SHANGHAI — Chinese and Hong Kong shares fell on Wednesday, as concerns grew about rising COVID-19 cases in China, while market participants assessed risks after a blast in Poland stoked fears of an escalation of the Russia-Ukraine war.
** China’s benchmark CSI300 Index closed down 0.8%, while the Shanghai Composite Index lost 0.5%. Hong Kong’s Hang Seng Index declined 0.5%.
** The markets had rebounded over the past two weeks on the back of government measures to support a struggling property sector and Beijing’s incremental relaxation of its strict zero-COVID policy.
** But rapidly rising virus infections in major Chinese cities, including Guangzhou, Beijing and Zhengzhou, are fueling worries about China’s economic health.
** China reported 20,199 new COVID-19 infections for Nov. 15, including both symptomatic and asymptomatic cases, compared with 17,909 new cases a day earlier.
** “The chaotic and rapidly evolving situation presents economic uncertainty that seems likely to further dampen consumption and property sales in the near term,” Yibei Dong, an economist at Gavekal Dragonomics, wrote in a note to clients.
** “The volatility means the economic outlook is unlikely to improve much in the short term, especially as the recent drivers of growth continue to fade.”
** Official data showed on Thursday that new home prices slumped 1.6% in October on an annual bases, the fastest pace of decline in more than seven years.

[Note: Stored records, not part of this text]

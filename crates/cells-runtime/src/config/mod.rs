//! Runtime settings: request timeout, pair window, environment id.
//!
//! ```text
//!   CELLS_* variables              ← wins
//!   <root>/.cells/config.toml
//!   ~/.cells/config.toml
//!   CellsConfig::default()         ← fallback
//! ```
//!
//! | Variable | Field | Parsed as |
//! |----------|-------|-----------|
//! | `CELLS_DEBUG` | `debug` | bool (`true/1/yes/on`, `false/0/no/off`) |
//! | `CELLS_ENVIRONMENT_ID` | `environment.id` | string |
//! | `CELLS_REQUEST_TIMEOUT_MS` | `timeouts.request_ms` | u64 |
//! | `CELLS_PAIR_WINDOW_MS` | `pair.window_ms` | u64 |
//!
//! A file with every field:
//!
//! ```toml
//! debug = false
//!
//! [environment]
//! id = "cells"
//!
//! [timeouts]
//! request_ms = 1000
//!
//! [pair]
//! window_ms = 100
//! ```

mod error;
mod loader;
mod types;

pub use error::ConfigError;
pub use loader::ConfigLoader;
pub use types::{CellsConfig, EnvironmentConfig, PairConfig, TimeoutsConfig};

use std::path::PathBuf;

/// `~/.cells`, or `./.cells` when there is no home directory.
#[must_use]
pub fn default_config_dir() -> PathBuf {
    dirs::home_dir()
        .unwrap_or_default()
        .join(PROJECT_CONFIG_DIR)
}

/// `~/.cells/config.toml`.
#[must_use]
pub fn default_config_path() -> PathBuf {
    default_config_dir().join(PROJECT_CONFIG_FILE)
}

pub const PROJECT_CONFIG_DIR: &str = ".cells";

pub const PROJECT_CONFIG_FILE: &str = "config.toml";
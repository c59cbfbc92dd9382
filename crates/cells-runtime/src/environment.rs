//! Environment - the mesh host.
//!
//! An [`Environment`] owns the registry of running cells and the
//! subscription graph that [`Cell::emit`] follows.
//!
//! ```text
//! ┌───────────────────────── Environment ─────────────────────────┐
//! │  cells:          CellId ──► CellHandle (mpsc sender)          │
//! │  subscriptions:  emitter ──► [subscriber, ...]                │
//! └───────────────────────────────────────────────────────────────┘
//!        │ emit(target)            │ Cell::emit
//!        ▼                         ▼
//!   ┌──────────┐  subscribers  ┌──────────┐
//!   │ cell A   │ ────────────► │ cell B   │   each: CellRunner task
//!   └──────────┘               └──────────┘
//! ```
//!
//! Emission never blocks. Requests block only the caller, inside
//! [`PayloadWaiter::wait`](cells_event::PayloadWaiter::wait).

use crate::config::CellsConfig;
use crate::error::RuntimeError;
use crate::runner::{CellHandle, CellRunner};
use cells_behavior::{Behavior, BehaviorError, Cell, Reminder};
use cells_event::{CancelContext, Event, Payload, PayloadSource, PayloadWaiter, KEY_WAITER};
use cells_types::CellId;
use parking_lot::{Mutex, RwLock};
use std::collections::HashMap;
use std::fmt;
use std::sync::atomic::{AtomicBool, AtomicU64, Ordering};
use std::sync::{Arc, Weak};
use std::time::Duration;
use tokio::task::JoinHandle;
use tracing::{debug, info, warn};

pub(crate) struct EnvInner {
    id: String,
    cells: RwLock<HashMap<CellId, CellHandle>>,
    subscriptions: RwLock<HashMap<CellId, Vec<CellId>>>,
    tasks: Mutex<Vec<JoinHandle<()>>>,
    shutting_down: AtomicBool,
    next_generation: AtomicU64,
    request_timeout: Duration,
}

impl EnvInner {
    fn ensure_running(&self) -> Result<(), RuntimeError> {
        if self.shutting_down.load(Ordering::SeqCst) {
            return Err(RuntimeError::ShuttingDown);
        }
        Ok(())
    }

    fn ensure_cell(&self, id: &CellId) -> Result<(), RuntimeError> {
        if self.cells.read().contains_key(id) {
            Ok(())
        } else {
            Err(RuntimeError::CellNotFound(id.clone()))
        }
    }

    fn deliver(&self, target: &CellId, event: Event) -> Result<(), RuntimeError> {
        self.ensure_running()?;
        let handle = self
            .cells
            .read()
            .get(target)
            .cloned()
            .ok_or_else(|| RuntimeError::CellNotFound(target.clone()))?;
        Self::inject(&handle, event)
    }

    fn inject(handle: &CellHandle, event: Event) -> Result<(), RuntimeError> {
        handle.inject(event).map_err(|event| {
            debug!(
                cell = %handle.id(),
                generation = handle.generation(),
                topic = event.topic(),
                "queue closed"
            );
            RuntimeError::CellNotFound(handle.id().clone())
        })
    }

    /// Delivers to `target` only while it is still the same incarnation.
    fn deliver_to_generation(
        &self,
        target: &CellId,
        generation: u64,
        event: Event,
    ) -> Result<(), RuntimeError> {
        self.ensure_running()?;
        let handle = self
            .cells
            .read()
            .get(target)
            .filter(|h| h.generation() == generation)
            .cloned()
            .ok_or_else(|| RuntimeError::CellNotFound(target.clone()))?;
        Self::inject(&handle, event)
    }

    /// Sends `event` to every subscriber of `emitter`; returns how many
    /// accepted it.
    fn publish(&self, emitter: &CellId, event: &Event) -> Result<usize, RuntimeError> {
        self.ensure_running()?;
        let subscribers = self
            .subscriptions
            .read()
            .get(emitter)
            .cloned()
            .unwrap_or_default();

        let mut delivered = 0;
        for subscriber in &subscribers {
            match self.deliver(subscriber, event.clone()) {
                Ok(()) => delivered += 1,
                Err(e) => {
                    debug!(
                        cell = %emitter,
                        subscriber = %subscriber,
                        error = %e,
                        "subscriber skipped"
                    );
                }
            }
        }
        if subscribers.is_empty() {
            debug!(cell = %emitter, topic = event.topic(), "no subscribers");
        }
        Ok(delivered)
    }

    fn drop_subscriptions(&self, id: &CellId) {
        let mut subscriptions = self.subscriptions.write();
        subscriptions.remove(id);
        for list in subscriptions.values_mut() {
            list.retain(|s| s != id);
        }
    }

    /// Called by a runner on exit.
    pub(crate) fn deregister(&self, id: &CellId, generation: u64) {
        let removed = {
            let mut cells = self.cells.write();
            if cells.get(id).is_some_and(|h| h.generation() == generation) {
                cells.remove(id);
                true
            } else {
                false
            }
        };
        if removed {
            self.drop_subscriptions(id);
            debug!(cell = %id, generation, "cell deregistered");
        }
    }
}

/// The [`Cell`] handed to behaviors running in an [`Environment`].
struct MeshCell {
    id: CellId,
    generation: u64,
    env: Weak<EnvInner>,
}

impl MeshCell {
    fn env(&self) -> Result<Arc<EnvInner>, BehaviorError> {
        self.env
            .upgrade()
            .ok_or_else(|| BehaviorError::EmitFailed("environment dropped".into()))
    }
}

impl fmt::Debug for MeshCell {
    fn fmt(&self, f: &mut fmt::Formatter<'_>) -> fmt::Result {
        f.debug_struct("MeshCell")
            .field("id", &self.id)
            .field("generation", &self.generation)
            .finish()
    }
}

impl Cell for MeshCell {
    fn id(&self) -> &CellId {
        &self.id
    }

    fn emit(&self, event: Event) -> Result<(), BehaviorError> {
        self.env()?
            .publish(&self.id, &event)
            .map(|_| ())
            .map_err(|e| BehaviorError::EmitFailed(e.to_string()))
    }

    fn emit_to(&self, target: &CellId, event: Event) -> Result<(), BehaviorError> {
        self.env()?
            .deliver(target, event)
            .map_err(|e| BehaviorError::EmitFailed(e.to_string()))
    }

    fn emit_after(&self, delay: Duration, event: Event) -> Reminder {
        let reminder = Reminder::new();
        let guard = reminder.clone();
        let env = self.env.clone();
        let id = self.id.clone();
        let generation = self.generation;

        let task = tokio::spawn(async move {
            tokio::time::sleep(delay).await;
            if guard.is_cancelled() {
                return;
            }
            let Some(env) = env.upgrade() else { return };
            if let Err(e) = env.deliver_to_generation(&id, generation, event) {
                debug!(cell = %id, error = %e, "reminder dropped");
            }
        });
        reminder.attach(task.abort_handle());
        reminder
    }
}

/// Host of a set of cells.
///
/// Cloning yields another handle to the same environment. Must be used
/// from within a tokio runtime.
///
/// # Example
///
/// ```
/// use cells_runtime::{CounterBehavior, Environment};
/// use cells_event::CancelContext;
///
/// # #[tokio::main(flavor = "current_thread")]
/// # async fn main() -> Result<(), cells_runtime::RuntimeError> {
/// let env = Environment::new("doc");
/// env.start_cell("counter", CounterBehavior::by_topic())?;
/// env.emit_new(&"counter".into(), "hello", ())?;
///
/// let ctx = CancelContext::background();
/// let counter = "counter".into();
/// let counts =
///     cells_runtime::request_counter_results(&ctx, &env, &counter, env.request_timeout()).await?;
/// assert_eq!(counts.get("hello"), Some(&1));
///
/// env.stop().await;
/// # Ok(())
/// # }
/// ```
#[derive(Clone)]
pub struct Environment {
    inner: Arc<EnvInner>,
}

** An index tracking Chinese property developers finished down more than 3%.
** A Russian-made rocket fell on NATO member Poland and killed two people, raising concerns that the Ukraine conflict could spill over its borders. Moscow denied it was responsible.
** China’s tech and financial stocks slipped.
** Shijiazhuang Yiling Pharmaceutical Co, a maker of anti-cold drugs, surged 5%, bringing this week’s gains to 27%.